“Define who you are and what you are, and be clear on that. Meditate on that and then, live and die by that…”
— Nipsey Hussle
I cried for Nipsey the other day, having finally listened to the Victory Lap album.
I was mesmerized by his voice and saddened that I will never hear it again outside of this capacity — in songs and interviews.
And I was reminded of the deaths of my favorite rappers, having grown up in the ’90s, exposed from the jump to the rise of rap and hip-hop and subsequent fall of some of the pioneers that paved the way for MCs like Nip.

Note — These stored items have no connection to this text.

//! Moving Average Convergence/Divergence.
//!
//! # Algorithm
//!
//! ```text
//! macd      = EMA(data, fast) - EMA(data, slow)
//! signal    = EMA(macd, signal_period)
//! histogram = macd - signal
//! ```
//!
//! The two price EMAs are computed over an extended window so the signal
//! EMA has its own warm-up worth of MACD values to seed from; all three
//! outputs then align at the same first bar. If the caller passes a fast
//! period larger than the slow one, the two are swapped.
//!
//! EMA seeding (and with it the Metastock behavior of the whole composite)
//! follows the [`Compatibility`](crate::config::Compatibility) setting. In
//! Metastock mode the price EMAs seed from the very first bar of the input,
//! and the signal EMA from the first bar of the internal MACD series.

use crate::config::Settings;
use crate::error::Result;
use crate::kernels::moving_average::{ema_into, ema_lookback};
use crate::range::{IndexRange, OutputRange};
use crate::traits::{validate_output_len, validate_period, SeriesElement};

/// Lookback of the MACD: slow-EMA warm-up plus signal-EMA warm-up.
#[inline]
#[must_use]
pub fn macd_lookback(
    fast_period: usize,
    slow_period: usize,
    signal_period: usize,
    settings: &Settings,
) -> usize {
    let slow = fast_period.max(slow_period);
    ema_lookback(slow, settings) + ema_lookback(signal_period, settings)
}

/// Computes MACD, signal, and histogram into the three output buffers.
///
/// All three buffers receive the same [`OutputRange`].
///
/// # Errors
///
/// Returns an error if any period is below 2, the range does not fit the
/// input, or an output buffer is too small. A range fully consumed by the
/// lookback yields `Ok(OutputRange::empty())`.
#[allow(clippy::too_many_arguments)]
pub fn macd_into<T: SeriesElement>(
    data: &[T],
    range: IndexRange,
    fast_period: usize,
    slow_period: usize,
    signal_period: usize,
    settings: &Settings,
    out_macd: &mut [T],
    out_signal: &mut [T],
    out_hist: &mut [T],
) -> Result<OutputRange> {
    let (fast_period, slow_period) = if fast_period > slow_period {
        (slow_period, fast_period)
    } else {
        (fast_period, slow_period)
    };
    validate_period(fast_period, 2, "macd")?;
    validate_period(signal_period, 2, "macd")?;
    range.check_within(data.len())?;

    let signal_lookback = ema_lookback(signal_period, settings);
    let lookback = ema_lookback(slow_period, settings) + signal_lookback;
    let Some(real_start) = range.trimmed_start(lookback) else {
        return Ok(OutputRange::empty());
    };
    let out_len = range.end - real_start + 1;
    validate_output_len(out_macd, out_len, "macd")?;
    validate_output_len(out_signal, out_len, "macd")?;
    validate_output_len(out_hist, out_len, "macd")?;

    // Extend the window backward so the signal EMA can warm up on real MACD
    // values instead of truncating the output.
    let temp_start = real_start - signal_lookback;
    let temp_range = IndexRange {
        start: temp_start,
        end: range.end,
    };
    let temp_len = range.end - temp_start + 1;
    let mut fast_buf = vec![T::zero(); temp_len];
    let mut slow_buf = vec![T::zero(); temp_len];
    ema_into(data, temp_range, slow_period, settings, &mut slow_buf)?;
    ema_into(data, temp_range, fast_period, settings, &mut fast_buf)?;

    // MACD line over the extended window, in place.
    for i in 0..temp_len {
        fast_buf[i] = fast_buf[i] - slow_buf[i];
    }

    let signal_range = IndexRange {
        start: 0,
        end: temp_len - 1,
    };
    let written = ema_into(&fast_buf, signal_range, signal_period, settings, out_signal)?;
    debug_assert_eq!(written.first, signal_lookback);
    debug_assert_eq!(written.len, out_len);

    for i in 0..out_len {
        out_macd[i] = fast_buf[signal_lookback + i];
        out_hist[i] = out_macd[i] - out_signal[i];
    }
    Ok(OutputRange::new(real_start, out_len))
}
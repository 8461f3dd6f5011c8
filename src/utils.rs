//! Shared utility helpers, mostly tolerance-based float comparison for tests.

use crate::traits::SeriesElement;

/// Standard epsilon for high-precision floating-point comparisons.
pub const EPSILON: f64 = 1e-10;

/// Looser epsilon for results of long accumulated recurrences.
pub const LOOSE_EPSILON: f64 = 1e-6;

/// Approximate equality check for floating-point values.
///
/// Returns `true` if `a` and `b` are within `tolerance` of each other, or if
/// both are NaN (a testing convenience).
///
/// # Example
///
/// ```
/// use ta_engine::utils::{approx_eq, EPSILON};
///
/// assert!(approx_eq(1.0, 1.0 + 1e-11, EPSILON));
/// assert!(!approx_eq(1.0, 2.0, EPSILON));
/// assert!(approx_eq(f64::NAN, f64::NAN, EPSILON));
/// ```
#[inline]
#[must_use]
pub fn approx_eq<T: SeriesElement>(a: T, b: T, tolerance: T) -> bool {
    if a.is_nan() && b.is_nan() {
        return true;
    }
    if a.is_nan() || b.is_nan() {
        return false;
    }
    (a - b).abs() < tolerance
}

/// Relative approximate equality for values that may be large in magnitude.
///
/// Falls back to absolute comparison near zero.
#[inline]
#[must_use]
pub fn approx_eq_relative<T: SeriesElement>(a: T, b: T, rel_tolerance: T) -> bool {
    if a.is_nan() && b.is_nan() {
        return true;
    }
    if a.is_nan() || b.is_nan() {
        return false;
    }
    let scale = a.abs().max(b.abs());
    if scale < T::one() {
        (a - b).abs() < rel_tolerance
    } else {
        (a - b).abs() < rel_tolerance * scale
    }
}
impl<T: SeriesElement> DmState<T> {
    /// Seeds the state from the first bar of the warm-up window.
    #[must_use]
    pub fn new(high: T, low: T, close: T) -> Self {
        Self {
            prev_high: high,
            prev_low: low,
            prev_close: close,
            plus_dm: T::zero(),
            minus_dm: T::zero(),
            tr: T::zero(),
        }
    }

    /// Computes this bar's deltas and rolls the high/low memory forward.
    #[inline]
    pub fn delta(&mut self, high: T, low: T) -> DmDelta<T> {
        let delta = DmDelta {
            plus: high - self.prev_high,
            minus: self.prev_low - low,
        };
        self.prev_high = high;
        self.prev_low = low;
        delta
    }

    /// True range of this bar against the remembered close.
    #[inline]
    #[must_use]
    pub fn bar_true_range(&self, high: T, low: T) -> T {
        true_range(high, low, self.prev_close)
    }

    /// Rolls the close memory forward; call once per bar, after
    /// [`Self::bar_true_range`].
    #[inline]
    pub fn observe_close(&mut self, close: T) {
        self.prev_close = close;
    }

    /// Init-phase step: accumulates raw deltas without the decay term.
    #[inline]
    pub fn accumulate_raw(&mut self, delta: DmDelta<T>, tr: T) {
        if delta.minus > T::zero() && delta.plus < delta.minus {
            self.minus_dm = self.minus_dm + delta.minus;
        } else if delta.plus > T::zero() && delta.plus > delta.minus {
            self.plus_dm = self.plus_dm + delta.plus;
        }
        self.tr = self.tr + tr;
    }

    /// Update-phase step: full Wilder smoothing of both DMs and the TR.
    #[inline]
    pub fn smooth(&mut self, delta: DmDelta<T>, tr: T, period: T) {
        self.plus_dm = self.plus_dm - self.plus_dm / period;
        self.minus_dm = self.minus_dm - self.minus_dm / period;
        if delta.minus > T::zero() && delta.plus < delta.minus {
            self.minus_dm = self.minus_dm + delta.minus;
        } else if delta.plus > T::zero() && delta.plus > delta.minus {
            self.plus_dm = self.plus_dm + delta.plus;
        }
        self.tr = self.tr - self.tr / period + tr;
    }

    /// The smoothed plus directional movement.
    #[inline]
    #[must_use]
    pub fn plus_dm(&self) -> T {
        self.plus_dm
    }

    /// The smoothed minus directional movement.
    #[inline]
    #[must_use]
    pub fn minus_dm(&self) -> T {
        self.minus_dm
    }

    /// The smoothed true range.
    #[inline]
    #[must_use]
    pub fn tr(&self) -> T {
        self.tr
    }

    /// `100 * +DM / TR`, or 0 when the true range is zero.
    #[inline]
    #[must_use]
    pub fn plus_di(&self) -> T {
        if self.tr.is_zero() {
            T::zero()
        } else {
            T::hundred() * (self.plus_dm / self.tr)
        }
    }

    /// `100 * -DM / TR`, or 0 when the true range is zero.
    #[inline]
    #[must_use]
    pub fn minus_di(&self) -> T {
        if self.tr.is_zero() {
            T::zero()
        } else {
            T::hundred() * (self.minus_dm / self.tr)
        }
    }

    /// `100 * |+DI - -DI| / (+DI + -DI)`, or `None` when nothing is
    /// computable this bar (zero TR or zero DI sum); callers carry the
    /// previous output forward.
    #[inline]
    #[must_use]
    pub fn dx(&self) -> Option<T> {
        if self.tr.is_zero() {
            return None;
        }
        let plus_di = self.plus_di();
        let minus_di = self.minus_di();
        let di_sum = plus_di + minus_di;
        if di_sum.is_zero() {
            None
        } else {
            Some(T::hundred() * ((plus_di - minus_di).abs() / di_sum))
        }
    }

    /// Runs one full bar: delta, true range, the selected phase step, and
    /// the close roll-forward.
    #[inline]
    pub fn advance(&mut self, high: T, low: T, close: T, period: T, raw: bool) {
        let delta = self.delta(high, low);
        let tr = self.bar_true_range(high, low);
        if raw {
            self.accumulate_raw(delta, tr);
        } else {
            self.smooth(delta, tr, period);
        }
        self.observe_close(close);
    }
}
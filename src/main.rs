#![allow(clippy::result_large_err)]

use dotenvy::dotenv;
use marketplace::{
    config::{AppConfig, database, seed},
    errors::Result,
};
use tracing::{error, info};
use tracing_subscriber::EnvFilter;

#[tokio::main(flavor = "current_thread")]
async fn main() -> Result<()> {
    // 1. Initialize tracing (as early as possible)
    tracing_subscriber::fmt()
        .with_env_filter(
            EnvFilter::try_from_default_env().unwrap_or_else(|_| EnvFilter::new("info")),
        )
        .init();

    // 2. Load .env file, env vars can also be set externally
    dotenv().ok();
    info!("Attempted to load .env file.");

    // 3. Load the application configuration
    let app_config = AppConfig::from_env()
        .inspect_err(|e| error!("Critical error loading application configuration: {}", e))?;
    info!(config = ?app_config, "Successfully processed application configuration.");

    // 4. Connect and make sure the schema exists
    let db = database::connect(&app_config)
        .await
        .inspect_err(|e| error!("Failed to connect to database: {}", e))?;
    database::create_tables(&db)
        .await
        .inspect(|()| info!("Database initialized successfully."))
        .inspect_err(|e| error!("Failed to initialize database: {}", e))?;

    // 5. Seed the catalog on first start
    if let Some(path) = &app_config.seed_file {
        let data = seed::load_seed(path)
            .inspect_err(|e| error!("Failed to load seed file {:?}: {}", path, e))?;
        seed::seed_database(&db, &data)
            .await
            .inspect(|seeded| info!(seeded, "Seed step finished."))
            .inspect_err(|e| error!("Failed to seed database: {}", e))?;
    }

    info!("Marketplace backend ready.");
    db.close().await?;
    Ok(())
}
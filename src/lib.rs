//! `Marketplace` - backend for a multi-shop marketplace
//!
//! This crate provides the catalog, address book and order ledger of a marketplace,
//! with an atomic checkout that validates a cart, snapshots prices, decrements stock
//! and records the order as a single unit of work.

// Deny the most critical lints that could lead to bugs or security issues
#![deny(
    // Security and correctness
    unsafe_code,
    unsafe_op_in_unsafe_fn,

    // Code quality - things that are almost always bugs
    unreachable_code,
    unreachable_patterns,
    unused_must_use,

    // Documentation - broken links are bugs
    rustdoc::broken_intra_doc_links,
    rustdoc::private_intra_doc_links,
)]
// Warn on things that should be fixed but aren't necessarily bugs
#![warn(
    // Documentation - missing docs should be added gradually
    missing_docs,

    // Clippy categories for overall code quality
    clippy::all,
    clippy::pedantic,
    clippy::nursery,

    // Performance
    clippy::inefficient_to_string,
    clippy::large_types_passed_by_value,
    clippy::needless_pass_by_value,
    clippy::unnecessary_wraps,

    // Correctness
    clippy::clone_on_ref_ptr,
    clippy::dbg_macro,
    clippy::exit,
    clippy::expect_used,
    clippy::float_cmp,
    clippy::panic,
    clippy::todo,
    clippy::unimplemented,
    clippy::unwrap_used,

    // Complexity and readability
    clippy::cognitive_complexity,
    clippy::large_enum_variant,
    clippy::match_same_arms,
    clippy::too_many_lines,

    // Style consistency
    clippy::enum_glob_use,
    clippy::inconsistent_struct_constructor,
    clippy::missing_errors_doc,
    clippy::missing_panics_doc,
    clippy::must_use_candidate,
    clippy::redundant_closure_for_method_calls,
    clippy::semicolon_if_nothing_returned,
    clippy::wildcard_imports,

    // Future compatibility
    future_incompatible,
    rust_2018_idioms,
)]
// Allow some pedantic lints that are too noisy or not applicable
#![allow(
    clippy::module_name_repetitions,  // Common pattern in Rust
    clippy::missing_errors_doc,        // Will add gradually
    clippy::missing_panics_doc,        // Will add gradually
)]

/// Configuration management for database, seed data and application settings
pub mod config;
/// Core business logic - catalog, address book, ledger, checkout and order queries
pub mod core;
/// SeaORM entity definitions for database tables
pub mod entities;
/// Unified error types and result handling
pub mod errors;
/// Request, filter and view types exchanged with callers
pub mod models;

#[cfg(test)]
pub mod test_utils;
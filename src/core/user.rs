//! User records. Only what ordering and seeding need; profile editing lives elsewhere.

use crate::{
    entities::{User, user},
    errors::{Error, Result},
};
use sea_orm::{Set, prelude::*};

/// Creates a user after checking that name and email are present.
pub async fn create_user<C>(
    db: &C,
    name: String,
    email: String,
    phone_number: String,
) -> Result<user::Model>
where
    C: ConnectionTrait,
{
    if name.trim().is_empty() {
        return Err(Error::invalid("user name cannot be empty"));
    }
    if email.trim().is_empty() {
        return Err(Error::invalid("user email cannot be empty"));
    }

    let user = user::ActiveModel {
        name: Set(name.trim().to_string()),
        email: Set(email.trim().to_lowercase()),
        phone_number: Set(phone_number),
        created_at: Set(chrono::Utc::now()),
        ..Default::default()
    };
    user.insert(db).await.map_err(Into::into)
}

/// Finds a user by id.
pub async fn get_user_by_id<C>(db: &C, user_id: i64) -> Result<Option<user::Model>>
where
    C: ConnectionTrait,
{
    User::find_by_id(user_id).one(db).await.map_err(Into::into)
}

/// Finds a user by email (case-insensitive, emails are stored lowercased).
pub async fn get_user_by_email<C>(db: &C, email: &str) -> Result<Option<user::Model>>
where
    C: ConnectionTrait,
{
    User::find()
        .filter(user::Column::Email.eq(email.trim().to_lowercase()))
        .one(db)
        .await
        .map_err(Into::into)
}

/// Fails with [`Error::UserNotFound`] unless the user exists.
pub(crate) async fn ensure_user_exists<C>(db: &C, user_id: i64) -> Result<()>
where
    C: ConnectionTrait,
{
    if get_user_by_id(db, user_id).await?.is_none() {
        return Err(Error::UserNotFound { id: user_id });
    }
    Ok(())
}
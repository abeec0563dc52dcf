//! Product image entity - Image locations attached to a product.

use sea_orm::entity::prelude::*;
use serde::{Deserialize, Serialize};

/// Product image database model
#[derive(Clone, Debug, PartialEq, Eq, DeriveEntityModel, Serialize, Deserialize)]
#[sea_orm(table_name = "product_images")]
pub struct Model {
    /// Unique identifier for the image
    #[sea_orm(primary_key)]
    pub id: i64,
    /// Product the image belongs to
    pub product_id: i64,
    /// Where the image is stored
    pub url: String,
}

/// Defines relationships between images and products
#[derive(Copy, Clone, Debug, EnumIter, DeriveRelation)]
pub enum Relation {
    /// Images are removed together with their product
    #[sea_orm(
        belongs_to = "super::product::Entity",
        from = "Column::ProductId",
        to = "super::product::Column::Id",
        on_delete = "Cascade"
    )]
    Product,
}

impl Related<super::product::Entity> for Entity {
    fn to() -> RelationDef {
        Relation::Product.def()
    }
}

impl ActiveModelBehavior for ActiveModel {}
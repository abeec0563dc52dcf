//! Price snapshot entity - An immutable copy of a product taken at purchase time.
//!
//! `product_id`, `shop_id` and `category_id` are plain columns rather than foreign
//! keys: a snapshot must survive the deletion of the product, shop or category it
//! was copied from.

use sea_orm::entity::prelude::*;
use serde::{Deserialize, Serialize};

/// Price snapshot database model
#[derive(Clone, Debug, PartialEq, Eq, DeriveEntityModel, Serialize, Deserialize)]
#[sea_orm(table_name = "price_snapshots")]
pub struct Model {
    /// Unique identifier for the snapshot
    #[sea_orm(primary_key)]
    pub id: i64,
    /// Product the snapshot was copied from
    pub product_id: i64,
    /// Product name at purchase time
    pub product_name: String,
    /// Product slug at purchase time
    pub slug: String,
    /// Reseller price at purchase time
    pub reseller_price: String,
    /// Consumer price at purchase time
    pub consumer_price: String,
    /// Description at purchase time
    pub description: String,
    /// Selling shop at purchase time
    pub shop_id: i64,
    /// Category at purchase time
    pub category_id: Option<i64>,
    /// When the snapshot was taken
    pub created_at: DateTimeUtc,
}

/// Defines relationships between snapshots and other entities
#[derive(Copy, Clone, Debug, EnumIter, DeriveRelation)]
pub enum Relation {
    /// Line items priced from this snapshot
    #[sea_orm(has_many = "super::transaction_line_item::Entity")]
    LineItems,
}

impl Related<super::transaction_line_item::Entity> for Entity {
    fn to() -> RelationDef {
        Relation::LineItems.def()
    }
}

impl ActiveModelBehavior for ActiveModel {}
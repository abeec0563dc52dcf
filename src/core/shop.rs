use crate::{
    core::user::ensure_user_exists,
    entities::{Shop, shop},
    errors::{Error, Result},
};
use sea_orm::{Set, prelude::*};

/// Opens a shop for an existing user.
pub async fn create_shop<C>(
    db: &C,
    user_id: i64,
    name: String,
    photo_url: Option<String>,
) -> Result<shop::Model>
where
    C: ConnectionTrait,
{
    if name.trim().is_empty() {
        return Err(Error::invalid("shop name cannot be empty"));
    }
    ensure_user_exists(db, user_id).await?;

    let shop = shop::ActiveModel {
        user_id: Set(user_id),
        name: Set(name.trim().to_string()),
        photo_url: Set(photo_url),
        ..Default::default()
    };
    shop.insert(db).await.map_err(Into::into)
}

/// Finds a shop by id.
pub async fn get_shop_by_id<C>(db: &C, shop_id: i64) -> Result<Option<shop::Model>>
where
    C: ConnectionTrait,
{
    Shop::find_by_id(shop_id).one(db).await.map_err(Into::into)
}
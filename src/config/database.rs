//! Database configuration module.
//!
//! This module handles `SQLite` database connection and table creation using `SeaORM`.
//! Tables are generated from the entity definitions with
//! `Schema::create_table_from_entity`, so the schema (including foreign keys and their
//! `ON DELETE` behaviour) always matches the Rust structs.

use crate::config::AppConfig;
use crate::entities::{
    Address, Category, PriceSnapshot, Product, ProductImage, Shop, Transaction,
    TransactionLineItem, User,
};
use crate::errors::Result;
use sea_orm::{ConnectOptions, ConnectionTrait, Database, DatabaseConnection, EntityTrait, Schema};
use std::path::Path;
use tracing::{debug, info, instrument};

/// Opens a pooled connection using the configured URL and pool size.
#[instrument(skip(config), fields(url = %config.database_url))]
pub async fn connect(config: &AppConfig) -> Result<DatabaseConnection> {
    if let Some(dir) = sqlite_parent_dir(&config.database_url) {
        std::fs::create_dir_all(dir)?;
    }
    let mut options = ConnectOptions::new(config.database_url.clone());
    options.sqlx_logging(false);
    if let Some(max) = config.max_connections {
        options.max_connections(max);
    }

    let db = Database::connect(options).await?;
    info!("Database connection established");
    Ok(db)
}

/// Directory that must exist before `SQLite` can create the database file.
fn sqlite_parent_dir(url: &str) -> Option<&Path> {
    let path = url.strip_prefix("sqlite://")?;
    let path = path.split('?').next().unwrap_or(path);
    Path::new(path)
        .parent()
        .filter(|dir| !dir.as_os_str().is_empty())
}

/// Creates every table that does not exist yet.
///
/// Parents are created before children so the generated foreign keys resolve on
/// backends that check them eagerly.
pub async fn create_tables(db: &DatabaseConnection) -> Result<()> {
    create_table(db, User).await?;
    create_table(db, Shop).await?;
    create_table(db, Category).await?;
    create_table(db, Product).await?;
    create_table(db, ProductImage).await?;
    create_table(db, Address).await?;
    create_table(db, PriceSnapshot).await?;
    create_table(db, Transaction).await?;
    create_table(db, TransactionLineItem).await?;
    info!("Database tables ensured");
    Ok(())
}

async fn create_table<E>(db: &DatabaseConnection, entity: E) -> Result<()>
where
    E: EntityTrait,
{
    let builder = db.get_database_backend();
    let schema = Schema::new(builder);
    debug!(table = entity.table_name(), "Creating table if missing");
    let mut statement = schema.create_table_from_entity(entity);
    db.execute(builder.build(statement.if_not_exists())).await?;
    Ok(())
}

#[cfg(test)]
mod tests {
    use super::*;
    use crate::entities::{
        price_snapshot::Model as PriceSnapshotModel, product::Model as ProductModel,
        transaction::Model as TransactionModel,
        transaction_line_item::Model as TransactionLineItemModel,
    };
    use sea_orm::QuerySelect;

    fn memory_config() -> AppConfig {
        AppConfig {
            database_url: "sqlite::memory:".to_string(),
            max_connections: Some(1),
            seed_file: None,
            token_secret: None,
        }
    }

    #[tokio::test]
    async fn test_create_tables() -> Result<()> {
        let db = connect(&memory_config()).await?;
        create_tables(&db).await?;

        // Test that tables exist by querying them
        let _: Vec<ProductModel> = Product::find().limit(1).all(&db).await?;
        let _: Vec<TransactionModel> = Transaction::find().limit(1).all(&db).await?;
        let _: Vec<TransactionLineItemModel> =
            TransactionLineItem::find().limit(1).all(&db).await?;
        let _: Vec<PriceSnapshotModel> = PriceSnapshot::find().limit(1).all(&db).await?;
        Ok(())
    }

    #[tokio::test]
    async fn test_create_tables_is_idempotent() -> Result<()> {
        let db = connect(&memory_config()).await?;
        create_tables(&db).await?;
        create_tables(&db).await?;
        Ok(())
    }

    #[test]
    fn test_sqlite_parent_dir() {
        assert_eq!(
            sqlite_parent_dir("sqlite://data/marketplace.sqlite?mode=rwc"),
            Some(Path::new("data"))
        );
        assert_eq!(sqlite_parent_dir("sqlite://local.sqlite"), None);
        assert_eq!(sqlite_parent_dir("sqlite::memory:"), None);
    }
}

So I broke down listening to “Last Time I Checc’d” and wished I could’ve lent my ears to his message a little earlier, when he was still alive.
Sometimes days are better, sometimes days, it’s light.
I live these days because I have to – and we have to.
“Bad Moon Rising” by Creedence Clearwater Revival
When “Bad Moon Rising” by Creedence Clearwater Revival was first released in April 1969, the United States – as it was and seemingly always will be – in full disarray. Civil rights, racism, war, anxiety, assassinations, and an ever-present threat of death pervasive at family doors.
A quick listen of the song today — it reveals that despite nearly 50 years of time passed, the lyrics remain as poignant as ever.
I feel a great sense of connection to these lyrics and to those who listened to them and loved them throughout the years.
“I don’t think I was actually saying the world was coming to an end, but the song was a metaphor. I wasn’t just writing about the weather.”
When I listen to “Bad Moon Rising” today, I feel my anxiety heightening because of its lyrics, and knowing that an entirely different generation of Americans have gone through a similar tumult that I’ve endured these past four years.
And my takeway after a couple of repeat listens is that life persists despite of it all.
Then I eventually come down and think about this pandemic, the racial divide being wider than it has ever been, the election so vital and crucial to our immediate future, climate change, and wonder if death is in my room, and maybe, it’s already holding my hand.